From our Bureau of Observations About Socialist Latrine American Totalitarian Hellholes
Political scientists have many ways of defining a “failed state” and various criteria for identifying any government as a failed state. According to some opinions, a communist nation can never be considered a failed state because such a government exercises its authority throughout the territory’s borders, and always has sufficient forces to establish and maintain order.
Never mind such nitpicking. Cuba is an absolute disaster in every conceivable way. Roberto Álvarez Quiñones at Diario de Cuba has identified eighteen criteria for identifying a failed state, and in his opinion, at least fourteen of these are applicable to Cuba.
See if you agree. I think the only criterion that doesn’t apply is number 18.
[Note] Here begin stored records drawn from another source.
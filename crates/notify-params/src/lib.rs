//! Typed parameter bags shared by notifications, preferences and rendering.
//!
//! A [`Params`] bag maps parameter names to [`ParamValue`]s. Reads and writes
//! normally go through a typed [`Param<T>`] key, so a value stored as an
//! integer never reads back as a string: a type mismatch reads as absent.
//!
//! # Example
//!
//! ```
//! use notify_params::{Param, Params};
//!
//! const RECIPIENT: Param<String> = Param::new("recipient");
//! const AMOUNT: Param<i64> = Param::new("amount");
//!
//! let mut params = Params::new();
//! params.set(RECIPIENT, "jane@example.com".to_string());
//!
//! assert_eq!(params.get(RECIPIENT).as_deref(), Some("jane@example.com"));
//! assert_eq!(params.get(AMOUNT), None);
//! ```

use std::collections::BTreeMap;
use std::fmt;
use std::marker::PhantomData;

use serde::{Deserialize, Serialize};

/// A single stored parameter value.
#[derive(Debug, Clone, PartialEq, Serialize, Deserialize)]
#[serde(tag = "type", content = "value", rename_all = "snake_case")]
pub enum ParamValue {
    String(String),
    Integer(i64),
    Double(f64),
    Boolean(bool),
    Json(serde_json::Value),
}

impl ParamValue {
    /// Short name of the stored type, used in diagnostics.
    pub fn type_name(&self) -> &'static str {
        match self {
            Self::String(_) => "string",
            Self::Integer(_) => "integer",
            Self::Double(_) => "double",
            Self::Boolean(_) => "boolean",
            Self::Json(_) => "json",
        }
    }
}

impl fmt::Display for ParamValue {
    fn fmt(&self, f: &mut fmt::Formatter<'_>) -> fmt::Result {
        match self {
            Self::String(s) => f.write_str(s),
            Self::Integer(i) => write!(f, "{}", i),
            Self::Double(d) => write!(f, "{}", d),
            Self::Boolean(b) => write!(f, "{}", b),
            Self::Json(v) => write!(f, "{}", v),
        }
    }
}

/// Rust types that can be stored in a [`Params`] bag.
pub trait ParamType: Sized {
    fn into_value(self) -> ParamValue;
    fn from_value(value: &ParamValue) -> Option<Self>;
}

impl ParamType for String {
    fn into_value(self) -> ParamValue {
        ParamValue::String(self)
    }

    fn from_value(value: &ParamValue) -> Option<Self> {
        match value {
            ParamValue::String(s) => Some(s.clone()),
            _ => None,
        }
    }
}

impl ParamType for i64 {
    fn into_value(self) -> ParamValue {
        ParamValue::Integer(self)
    }

    fn from_value(value: &ParamValue) -> Option<Self> {
        match value {
            ParamValue::Integer(i) => Some(*i),
            _ => None,
        }
    }
}

impl ParamType for f64 {
    fn into_value(self) -> ParamValue {
        ParamValue::Double(self)
    }

    fn from_value(value: &ParamValue) -> Option<Self> {
        match value {
            ParamValue::Double(d) => Some(*d),
            _ => None,
        }
    }
}

impl ParamType for bool {
    fn into_value(self) -> ParamValue {
        ParamValue::Boolean(self)
    }

    fn from_value(value: &ParamValue) -> Option<Self> {
        match value {
            ParamValue::Boolean(b) => Some(*b),
            _ => None,
        }
    }
}

impl ParamType for serde_json::Value {
    fn into_value(self) -> ParamValue {
        ParamValue::Json(self)
    }

    fn from_value(value: &ParamValue) -> Option<Self> {
        match value {
            ParamValue::Json(v) => Some(v.clone()),
            _ => None,
        }
    }
}

/// A typed parameter key.
pub struct Param<T> {
    name: &'static str,
    _type: PhantomData<fn() -> T>,
}

impl<T> Param<T> {
    /// Create a key. Names must be non-empty.
    pub const fn new(name: &'static str) -> Self {
        assert!(!name.is_empty(), "param name must not be empty");
        Self {
            name,
            _type: PhantomData,
        }
    }

    pub const fn name(&self) -> &'static str {
        self.name
    }
}

impl Param<String> {
    pub const fn string(name: &'static str) -> Self {
        Self::new(name)
    }
}

impl Param<i64> {
    pub const fn integer(name: &'static str) -> Self {
        Self::new(name)
    }
}

impl Param<f64> {
    pub const fn double(name: &'static str) -> Self {
        Self::new(name)
    }
}

impl Param<bool> {
    pub const fn boolean(name: &'static str) -> Self {
        Self::new(name)
    }
}

impl<T> Clone for Param<T> {
    fn clone(&self) -> Self {
        *self
    }
}

impl<T> Copy for Param<T> {}

impl<T> fmt::Debug for Param<T> {
    fn fmt(&self, f: &mut fmt::Formatter<'_>) -> fmt::Result {
        f.debug_struct("Param")
            .field("name", &self.name)
            .field("type", &std::any::type_name::<T>())
            .finish()
    }
}

/// An ordered parameter bag with an optional snapshot of default values.
///
/// Only the current values are serialized; defaults are a runtime concern of
/// the owner that created the bag.
#[derive(Debug, Clone, Default, Serialize, Deserialize)]
pub struct Params {
    #[serde(flatten)]
    values: BTreeMap<String, ParamValue>,
    #[serde(skip)]
    defaults: Option<BTreeMap<String, ParamValue>>,
}

impl Params {
    pub fn new() -> Self {
        Self::default()
    }

    /// Create a bag pre-populated with (and remembering) `defaults`.
    pub fn with_defaults(defaults: &Params) -> Self {
        Self {
            values: defaults.values.clone(),
            defaults: Some(defaults.values.clone()),
        }
    }

    /// Builder-style [`Params::set`].
    pub fn with<T: ParamType>(mut self, param: Param<T>, value: T) -> Self {
        self.set(param, value);
        self
    }

    pub fn set<T: ParamType>(&mut self, param: Param<T>, value: T) -> &mut Self {
        self.values
            .insert(param.name().to_string(), value.into_value());
        self
    }

    /// Remove a value, restoring its default when one was provided.
    pub fn unset<T>(&mut self, param: Param<T>) -> &mut Self {
        self.unset_value(param.name())
    }

    pub fn unset_value(&mut self, name: &str) -> &mut Self {
        if self.values.remove(name).is_some() {
            if let Some(default) = self.defaults.as_ref().and_then(|d| d.get(name)) {
                self.values.insert(name.to_string(), default.clone());
            }
        }
        self
    }

    /// Typed read. A value stored with a different type reads as `None`.
    pub fn get<T: ParamType>(&self, param: Param<T>) -> Option<T> {
        self.values.get(param.name()).and_then(T::from_value)
    }

    pub fn set_value(&mut self, name: impl Into<String>, value: ParamValue) -> &mut Self {
        self.values.insert(name.into(), value);
        self
    }

    pub fn get_value(&self, name: &str) -> Option<&ParamValue> {
        self.values.get(name)
    }

    pub fn contains(&self, name: &str) -> bool {
        self.values.contains_key(name)
    }

    pub fn contains_all(&self, names: &[&str]) -> bool {
        names.iter().all(|name| self.values.contains_key(*name))
    }

    /// Copy every value of `other` into this bag; values of `other` win.
    pub fn merge(&mut self, other: &Params) -> &mut Self {
        for (name, value) in &other.values {
            self.values.insert(name.clone(), value.clone());
        }
        self
    }

    pub fn len(&self) -> usize {
        self.values.len()
    }

    pub fn is_empty(&self) -> bool {
        self.values.is_empty()
    }

    pub fn iter(&self) -> impl Iterator<Item = (&str, &ParamValue)> {
        self.values.iter().map(|(k, v)| (k.as_str(), v))
    }
}

impl PartialEq for Params {
    fn eq(&self, other: &Self) -> bool {
        self.values == other.values
    }
}

impl FromIterator<(String, ParamValue)> for Params {
    fn from_iter<I: IntoIterator<Item = (String, ParamValue)>>(iter: I) -> Self {
        Self {
            values: iter.into_iter().collect(),
            defaults: None,
        }
    }
}

#[cfg(test)]
mod tests {
    use super::*;

    const NAME: Param<String> = Param::string("name");
    const COUNT: Param<i64> = Param::integer("count");
    const ENABLED: Param<bool> = Param::boolean("enabled");

    #[test]
    fn test_typed_get_and_set() {
        let mut params = Params::new();
        params.set(NAME, "John".to_string()).set(COUNT, 3);

        assert_eq!(params.get(NAME).as_deref(), Some("John"));
        assert_eq!(params.get(COUNT), Some(3));
        assert_eq!(params.get(ENABLED), None);
        assert_eq!(params.len(), 2);
    }

    #[test]
    fn test_type_mismatch_reads_as_absent() {
        let mut params = Params::new();
        params.set_value("count", ParamValue::String("three".into()));

        assert_eq!(params.get(COUNT), None);
        assert!(params.contains("count"));
    }

    #[test]
    fn test_unset_restores_default() {
        let defaults = Params::new().with(COUNT, 25);
        let mut params = Params::with_defaults(&defaults);
        assert_eq!(params.get(COUNT), Some(25));

        params.set(COUNT, 10);
        assert_eq!(params.get(COUNT), Some(10));

        params.unset(COUNT);
        assert_eq!(params.get(COUNT), Some(25));

        params.unset(NAME);
        assert!(!params.contains("name"));
    }

    #[test]
    fn test_merge_later_wins() {
        let mut base = Params::new().with(NAME, "base".to_string()).with(COUNT, 1);
        let overlay = Params::new().with(NAME, "overlay".to_string());

        base.merge(&overlay);

        assert_eq!(base.get(NAME).as_deref(), Some("overlay"));
        assert_eq!(base.get(COUNT), Some(1));
    }

    #[test]
    fn test_contains_all() {
        let params = Params::new().with(NAME, "x".to_string()).with(ENABLED, true);
        assert!(params.contains_all(&["name", "enabled"]));
        assert!(!params.contains_all(&["name", "count"]));
        assert!(params.contains_all(&[]));
    }

    #[test]
    fn test_serde_keeps_values_only() {
        let defaults = Params::new().with(COUNT, 5);
        let params = Params::with_defaults(&defaults).with(NAME, "n".to_string());

        let json = serde_json::to_value(&params).unwrap();
        assert_eq!(json["count"]["type"], "integer");
        assert_eq!(json["name"]["value"], "n");

        let back: Params = serde_json::from_value(json).unwrap();
        assert_eq!(back, params);
    }
}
1) Inability to provide basic services;
2) economic crises, inflation and unemployment;
3) political corruption and judicial inefficiency;
4) high levels of informality and extreme poverty;
5) brain drain, with highly qualified emigration;
6) a large part of the population living in “irregular settlements”;
7) vulnerability to natural disasters;
8) the lack of food supply, access to drinking water and the prevalence of diseases and epidemics;
9) inability to interact with other States as a full member of the international community;
10) high levels of crime, organized crime, and citizen insecurity;
11) low percentages of people with higher education —in Cuba, a great majority of professionals have emigrated, are in the process of doing so, or have the goal of leaving the country
12) need for external economic support such as loans or humanitarian aid;
13) inability to provide sufficient essential services such as health and sanitation;
14) not being able to ensure the minimum conditions of well-being and functioning of normal economic activity.The four criteria that he doesn’t think apply to Cuba are:
15) overpopulation and contamination; (What defines “overpopulation”? How about lack of housing? for 90% of Cubans?)
16) high levels of terrorism and drug trafficking; (What defines “high levels”? )
17) a large part of the population with incomplete primary or secondary education; (How does one define “incomplete”?
18) loss of physical control of the territory or of the monopoly in the legitimate use of force.In other words, with the current discourse itself, the Castro State can be classified as a failed one. The bug is easy to find. In the Cuban state prior to 1959, the economy was at the forefront of Latin America, with a per capita income higher than that of several European countries. With communism it became parasitic and without foreign subsidies it cannot survive. Isn’t that a failed state?
Yes, it’s a failed state in terms of ordinary Cubans, but not in terms of the ruling class, which equates itself with the “revolution” and thus continues to tickle the fancy (and get the support of) numerous foreign useful idiots (at best) and willfully blind enablers and apologists. The whole business is full of it, but for all practical purposes, only the victims really care.
Number 18 is accomplished mainly due to Cuba being an island and secondly by the fact that having power and control of the population is the primary function of any communist system. I would also argue that the population has a legitimate and moral right to execute all members of the CDR, thus the only reason there in a monopoly is that the population is too afraid to fight.
I hate to sound like a broken record, but is anyone noticing how this is beginning to describe American cities run by democrats, and this administration’s way of lording it over us in the U.S? Even that picture looks like Los Angeles. Are we becoming Cuba?